Stored items:
·····
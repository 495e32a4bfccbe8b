//! Test helper functions for API integration tests
//!
//! Provides utility functions for driving the HTTP router and asserting on
//! execution responses.

#![allow(dead_code)]

use std::sync::Arc;

use axum::{
    body::Body,
    http::{header, Request, StatusCode},
    Router,
};
use blogroll_api::graphql::{ExecutionResponse, PathSegment};
use blogroll_api::repositories::{Fetcher, Mutator};
use blogroll_api::routes::build_router;
use blogroll_shared_config::StorageBackend;
use serde_json::Value;
use tower::ServiceExt;

/// Full application router over `store`
pub fn test_app<S>(store: Arc<S>) -> Router
where
    S: Fetcher + Mutator + 'static,
{
    build_router(store.clone(), store, StorageBackend::Memory)
}

/// Send a request and decode the JSON body
pub async fn send(app: Router, request: Request<Body>) -> (StatusCode, Value) {
    let response = app.oneshot(request).await.unwrap();
    let status = response.status();
    let body = axum::body::to_bytes(response.into_body(), usize::MAX)
        .await
        .unwrap();
    let json = serde_json::from_slice(&body).unwrap_or(Value::Null);
    (status, json)
}

/// POST a raw body to the GraphQL endpoint
pub async fn post_graphql(app: Router, body: impl Into<String>) -> (StatusCode, Value) {
    let request = Request::builder()
        .method("POST")
        .uri("/graphql")
        .header(header::CONTENT_TYPE, "application/json")
        .body(Body::from(body.into()))
        .unwrap();
    send(app, request).await
}

/// GET a path
pub async fn get(app: Router, uri: &str) -> (StatusCode, Value) {
    let request = Request::builder().uri(uri).body(Body::empty()).unwrap();
    send(app, request).await
}

/// Render an error path as `users.0.posts`
pub fn dotted(path: &[PathSegment]) -> String {
    path.iter()
        .map(|segment| match segment {
            PathSegment::Field(name) => name.clone(),
            PathSegment::Index(index) => index.to_string(),
        })
        .collect::<Vec<_>>()
        .join(".")
}

/// Paths of every error carrying `code`, dotted
pub fn error_paths(response: &ExecutionResponse, code: &str) -> Vec<String> {
    response
        .errors
        .iter()
        .filter(|error| error.code() == code)
        .filter_map(|error| error.path.as_deref().map(dotted))
        .collect()
}

/// Assert that a response carries no errors, showing them otherwise
pub fn assert_ok(response: &ExecutionResponse) {
    assert!(
        response.is_ok(),
        "expected no errors, got {:?}",
        response.errors
    );
}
·····
Exercise:
Search the records for the string "header" and, wherever a line contains it, please copy that line.

Response to the task:
    http::{header, Request, StatusCode},
        .header(header::CONTENT_TYPE, "application/json")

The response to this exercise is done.